Collected data:
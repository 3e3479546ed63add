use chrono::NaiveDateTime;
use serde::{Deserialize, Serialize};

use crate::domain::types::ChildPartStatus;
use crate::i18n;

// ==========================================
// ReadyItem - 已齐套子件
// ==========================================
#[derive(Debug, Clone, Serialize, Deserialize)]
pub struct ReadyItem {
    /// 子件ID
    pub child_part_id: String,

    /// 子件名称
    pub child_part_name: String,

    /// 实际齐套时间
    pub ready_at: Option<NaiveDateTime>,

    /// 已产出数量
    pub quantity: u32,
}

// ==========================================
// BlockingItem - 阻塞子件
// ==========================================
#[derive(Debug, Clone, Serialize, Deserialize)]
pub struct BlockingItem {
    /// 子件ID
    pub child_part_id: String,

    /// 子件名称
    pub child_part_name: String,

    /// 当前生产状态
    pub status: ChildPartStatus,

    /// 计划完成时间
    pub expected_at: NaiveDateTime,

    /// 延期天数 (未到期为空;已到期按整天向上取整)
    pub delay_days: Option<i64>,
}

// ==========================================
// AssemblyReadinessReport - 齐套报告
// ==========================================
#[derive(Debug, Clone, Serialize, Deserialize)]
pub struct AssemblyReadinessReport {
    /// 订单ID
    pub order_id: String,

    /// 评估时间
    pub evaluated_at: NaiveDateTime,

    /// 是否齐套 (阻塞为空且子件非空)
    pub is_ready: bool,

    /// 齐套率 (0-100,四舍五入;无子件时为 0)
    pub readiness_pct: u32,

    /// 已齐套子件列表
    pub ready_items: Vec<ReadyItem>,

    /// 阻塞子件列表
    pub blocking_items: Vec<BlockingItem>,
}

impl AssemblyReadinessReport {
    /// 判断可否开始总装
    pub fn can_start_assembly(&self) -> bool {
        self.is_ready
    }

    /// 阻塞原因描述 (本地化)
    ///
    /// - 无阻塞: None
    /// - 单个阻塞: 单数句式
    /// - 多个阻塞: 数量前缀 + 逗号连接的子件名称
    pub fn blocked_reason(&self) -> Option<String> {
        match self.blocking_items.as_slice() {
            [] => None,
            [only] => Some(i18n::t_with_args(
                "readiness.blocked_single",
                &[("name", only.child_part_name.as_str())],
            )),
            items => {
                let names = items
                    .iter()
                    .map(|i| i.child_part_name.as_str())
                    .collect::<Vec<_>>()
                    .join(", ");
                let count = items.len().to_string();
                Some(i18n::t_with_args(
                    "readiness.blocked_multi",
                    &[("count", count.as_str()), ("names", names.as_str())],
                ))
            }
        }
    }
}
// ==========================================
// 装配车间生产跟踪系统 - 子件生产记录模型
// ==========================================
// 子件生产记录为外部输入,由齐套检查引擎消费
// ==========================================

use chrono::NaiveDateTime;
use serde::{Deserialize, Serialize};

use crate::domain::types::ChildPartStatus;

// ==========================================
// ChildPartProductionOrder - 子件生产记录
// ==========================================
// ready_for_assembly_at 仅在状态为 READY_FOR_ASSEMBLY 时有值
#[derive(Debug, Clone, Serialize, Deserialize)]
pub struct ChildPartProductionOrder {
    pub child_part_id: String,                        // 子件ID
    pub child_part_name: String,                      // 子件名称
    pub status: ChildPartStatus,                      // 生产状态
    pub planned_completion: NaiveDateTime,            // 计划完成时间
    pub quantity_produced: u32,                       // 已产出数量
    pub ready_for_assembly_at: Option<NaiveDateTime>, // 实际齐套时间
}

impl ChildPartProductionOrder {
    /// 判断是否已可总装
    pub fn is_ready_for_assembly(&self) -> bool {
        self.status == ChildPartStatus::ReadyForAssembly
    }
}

## Task description
Please go through the data above and copy every line that has the word "self".

## Result of this exercise
    pub fn can_start_assembly(&self) -> bool {
        self.is_ready
    pub fn blocked_reason(&self) -> Option<String> {
        match self.blocking_items.as_slice() {
    pub fn is_ready_for_assembly(&self) -> bool {
        self.status == ChildPartStatus::ReadyForAssembly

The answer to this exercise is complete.